Records excerpted from a collection:
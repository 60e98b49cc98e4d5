//! Position locator.
//!
//! Maps a cursor offset to the enclosing block and to the statement the
//! cursor sits in. The statement is recovered by a character scanner that
//! tracks open parentheses, brackets and strings, so it works on text that
//! does not parse.

use psl_syntax::parser::line_starts_statement;
use psl_syntax::{Block, Document, TextSize};

/// Result of locating a cursor.
#[derive(Debug, Clone, PartialEq, Eq)]
pub(crate) struct Location<'s> {
    /// Innermost block containing the cursor.
    pub block: Option<&'s Block>,
    /// What surrounds the cursor.
    pub construct: EnclosingConstruct,
}

/// The construct enclosing the cursor.
#[derive(Debug, Clone, PartialEq, Eq)]
pub(crate) enum EnclosingConstruct {
    /// Outside every block; carries the text of the line before the cursor.
    TopLevel { prefix: String },
    /// On a block header, right of the keyword.
    BlockHeader,
    /// Inside a `//` comment.
    Comment,
    /// Inside a block body.
    Statement(Statement),
}

/// Kind of an unclosed delimiter.
#[derive(Debug, Clone, Copy, PartialEq, Eq)]
pub(crate) enum Delimiter {
    /// `(`
    Paren,
    /// `[`
    Bracket,
}

/// An unclosed delimiter before the cursor.
#[derive(Debug, Clone, Copy, PartialEq, Eq)]
pub(crate) struct OpenDelimiter {
    pub kind: Delimiter,
    /// Byte offset of the delimiter in [`Statement::before`].
    pub offset: usize,
}

/// The statement around the cursor, comments removed.
#[derive(Debug, Clone, PartialEq, Eq)]
pub(crate) struct Statement {
    /// Offset of the first non-blank character of the statement.
    pub start: TextSize,
    /// Statement text up to the cursor.
    pub before: String,
    /// Rest of the cursor line.
    pub after: String,
    /// Unclosed delimiters, outermost first.
    pub open: Vec<OpenDelimiter>,
    /// Offset in `before` of the quote opening an unterminated string.
    pub string: Option<usize>,
}

impl Statement {
    /// Text of the statement before delimiter `depth` was opened.
    pub fn text_before_delimiter(&self, depth: usize) -> &str {
        let end = self.open.get(depth).map_or(self.before.len(), |open| open.offset);
        &self.before[..end]
    }

    /// Text between delimiter `depth` and the next open delimiter or the cursor.
    pub fn text_inside_delimiter(&self, depth: usize) -> &str {
        let Some(open) = self.open.get(depth) else {
            return "";
        };
        let end = self
            .open
            .get(depth + 1)
            .map_or(self.before.len(), |next| next.offset);
        &self.before[open.offset + 1..end]
    }

    /// Shape of the open delimiters, outermost first.
    pub fn shape(&self) -> Vec<Delimiter> {
        self.open.iter().map(|open| open.kind).collect()
    }

    /// Returns `true` if non-blank text follows the cursor on its line.
    pub fn has_text_after(&self) -> bool {
        !self.after.trim().is_empty()
    }
}

#[derive(Debug, Clone, Copy, PartialEq, Eq)]
enum ScanState {
    Normal,
    InString,
    InComment,
}

/// Locates `offset` within `document`.
pub(crate) fn locate(document: &Document, offset: TextSize) -> Location<'_> {
    let text = document.text();

    // With an unclosed block followed by another header, both ranges touch
    // the header; the later block wins.
    let block = document
        .blocks()
        .iter()
        .filter(|block| block.range.contains_inclusive(offset))
        .last();

    let Some(block) = block else {
        return Location {
            block: None,
            construct: top_level(text, offset, TextSize::from(0)),
        };
    };

    if offset < block.body.start() {
        let keyword_end = block.range.start() + TextSize::of(block.kind.keyword());
        if offset <= keyword_end {
            return Location {
                block: None,
                construct: top_level(text, offset, block.range.start()),
            };
        }
        return Location {
            block: Some(block),
            construct: EnclosingConstruct::BlockHeader,
        };
    }

    if block.closed && offset > block.body.end() {
        return Location {
            block: None,
            construct: top_level(text, offset, block.range.end()),
        };
    }

    Location {
        block: Some(block),
        construct: scan_statement(text, usize::from(block.body.start()), usize::from(offset)),
    }
}

/// Builds the top-level construct from the line text before the cursor,
/// ignoring anything before `floor`.
fn top_level(text: &str, offset: TextSize, floor: TextSize) -> EnclosingConstruct {
    let cursor = usize::from(offset);
    let line_start = text[..cursor].rfind('\n').map_or(0, |idx| idx + 1);
    let start = line_start.max(usize::from(floor));
    let prefix = &text[start..cursor];
    if prefix.contains("//") {
        return EnclosingConstruct::Comment;
    }
    EnclosingConstruct::TopLevel {
        prefix: prefix.to_string(),
    }
}

/// Scans a block body from its start to the cursor.
fn scan_statement(text: &str, body_start: usize, cursor: usize) -> EnclosingConstruct {
    let body = &text[body_start..cursor];

    let mut state = ScanState::Normal;
    let mut statement_start = body_start;
    let mut before = String::new();
    let mut open: Vec<OpenDelimiter> = Vec::new();
    let mut string = None;

    let mut chars = body.char_indices().peekable();
    while let Some((idx, ch)) = chars.next() {
        if ch == '\n' {
            let next_line = body_start + idx + 1;
            state = ScanState::Normal;
            string = None;
            if open.is_empty() || line_starts_statement(&text[next_line..]) {
                before.clear();
                open.clear();
                statement_start = next_line;
            } else {
                before.push('\n');
            }
            continue;
        }

        match state {
            ScanState::InComment => {}
            ScanState::InString => {
                before.push(ch);
                if ch == '\\' {
                    if let Some((_, escaped)) = chars.next_if(|(_, next)| *next != '\n') {
                        before.push(escaped);
                    }
                } else if ch == '"' {
                    state = ScanState::Normal;
                    string = None;
                }
            }
            ScanState::Normal => match ch {
                '/' if chars.peek().is_some_and(|(_, next)| *next == '/') => {
                    state = ScanState::InComment;
                }
                '"' => {
                    state = ScanState::InString;
                    string = Some(before.len());
                    before.push(ch);
                }
                '(' | '[' => {
                    let kind = if ch == '(' {
                        Delimiter::Paren
                    } else {
                        Delimiter::Bracket
                    };
                    open.push(OpenDelimiter {
                        kind,
                        offset: before.len(),
                    });
                    before.push(ch);
                }
                ')' | ']' => {
                    let kind = if ch == ')' {
                        Delimiter::Paren
                    } else {
                        Delimiter::Bracket
                    };
                    if open.last().is_some_and(|last| last.kind == kind) {
                        open.pop();
                    }
                    before.push(ch);
                }
                _ => before.push(ch),
            },
        }
    }

    if state == ScanState::InComment {
        return EnclosingConstruct::Comment;
    }

    let line_end = text[cursor..].find('\n').map_or(text.len(), |idx| cursor + idx);
    let after = strip_comment(&text[cursor..line_end]).trim_end_matches('\r');

    let source = &text[statement_start..cursor];
    let start = statement_start + (source.len() - source.trim_start().len());

    EnclosingConstruct::Statement(Statement {
        start: TextSize::from(start as u32),
        before,
        after: after.to_string(),
        open,
        string,
    })
}

/// Drops a trailing `//` comment that is not inside a string.
fn strip_comment(line: &str) -> &str {
    let mut in_string = false;
    let mut escaped = false;
    let bytes = line.as_bytes();
    for (idx, &byte) in bytes.iter().enumerate() {
        match byte {
            _ if escaped => escaped = false,
            b'\\' if in_string => escaped = true,
            b'"' => in_string = !in_string,
            b'/' if !in_string && bytes.get(idx + 1) == Some(&b'/') => return &line[..idx],
            _ => {}
        }
    }
    line
}

#[cfg(test)]
mod tests {
    use super::*;
    use psl_syntax::Schema;

    fn locate_marked(source: &str) -> (Option<String>, EnclosingConstruct) {
        let cursor = source.find('|').expect("cursor marker");
        let mut cleaned = source.to_string();
        cleaned.remove(cursor);
        let schema = Schema::single_file("file:///test.prisma", cleaned);
        let document = &schema.documents()[0];
        let location = locate(document, TextSize::from(cursor as u32));
        (
            location.block.map(|block| block.name.to_string()),
            location.construct,
        )
    }

    fn statement(source: &str) -> Statement {
        match locate_marked(source).1 {
            EnclosingConstruct::Statement(statement) => statement,
            other => panic!("expected statement, got {other:?}"),
        }
    }

    #[test]
    fn empty_document_is_top_level() {
        let (block, construct) = locate_marked("|");
        assert_eq!(block, None);
        assert_eq!(
            construct,
            EnclosingConstruct::TopLevel {
                prefix: String::new()
            }
        );
    }

    #[test]
    fn after_closed_block_is_top_level() {
        let (block, construct) = locate_marked("model A {\n  id Int\n}\nmo|");
        assert_eq!(block, None);
        assert_eq!(
            construct,
            EnclosingConstruct::TopLevel {
                prefix: "mo".to_string()
            }
        );
    }

    #[test]
    fn header_keyword_and_name() {
        assert!(matches!(
            locate_marked("mod|el A {\n}\n").1,
            EnclosingConstruct::TopLevel { .. }
        ));
        assert_eq!(
            locate_marked("model A| {\n}\n").1,
            EnclosingConstruct::BlockHeader
        );
    }

    #[test]
    fn comment_inside_block() {
        assert_eq!(
            locate_marked("model A {\n  // id |\n}\n").1,
            EnclosingConstruct::Comment
        );
    }

    #[test]
    fn statement_tracks_open_delimiters() {
        let statement = statement("model A {\n  a Int\n  @@index([a, |])\n}\n");
        assert_eq!(statement.shape(), vec![Delimiter::Paren, Delimiter::Bracket]);
        assert_eq!(statement.text_inside_delimiter(1), "a, ");
        assert_eq!(statement.text_before_delimiter(0), "  @@index");
        assert_eq!(statement.after, "])");
    }

    #[test]
    fn multi_line_argument_list_is_one_statement() {
        let statement = statement("model A {\n  a Int\n  @@index(\n    [a],\n    |\n  )\n}\n");
        assert_eq!(statement.shape(), vec![Delimiter::Paren]);
        assert_eq!(statement.text_inside_delimiter(0), "\n    [a],\n    ");
    }

    #[test]
    fn unclosed_bracket_on_previous_line_does_not_leak() {
        let statement = statement("model A {\n  a Int\n  @@index([a\n  @@|\n}\n");
        assert!(statement.open.is_empty());
        assert_eq!(statement.before.trim(), "@@");
    }

    #[test]
    fn string_state_is_reported() {
        let statement = statement("datasource db {\n  provider = \"|\"\n}\n");
        assert_eq!(statement.string, Some(13));
        assert!(statement.open.is_empty());
    }

    #[test]
    fn closed_string_is_not_open() {
        let statement = statement("model A {\n  a String @map(\"a\")|\n}\n");
        assert_eq!(statement.string, None);
        assert!(statement.open.is_empty());
    }

    #[test]
    fn statement_start_skips_indentation() {
        let source = "model A {\n  name String |\n}\n";
        let statement = statement(source);
        assert_eq!(usize::from(statement.start), source.find("name").unwrap());
    }

    #[test]
    fn strip_comment_ignores_slashes_in_strings() {
        assert_eq!(strip_comment("url = \"a//b\" // c"), "url = \"a//b\" ");
    }
}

■ TASK DETAILS
In your reply, restate exactly the lines from the start of the records above through the line holding "enclosing the cursor.", including both, and nothing else.

■ PROBLEM SOLUTION
repository 60e98b49cc98e4d5
//! Position locator.
//!
//! Maps a cursor offset to the enclosing block and to the statement the
//! cursor sits in. The statement is recovered by a character scanner that
//! tracks open parentheses, brackets and strings, so it works on text that
//! does not parse.

use psl_syntax::parser::line_starts_statement;
use psl_syntax::{Block, Document, TextSize};

/// Result of locating a cursor.
#[derive(Debug, Clone, PartialEq, Eq)]
pub(crate) struct Location<'s> {
    /// Innermost block containing the cursor.
    pub block: Option<&'s Block>,
    /// What surrounds the cursor.
    pub construct: EnclosingConstruct,
}

/// The construct enclosing the cursor.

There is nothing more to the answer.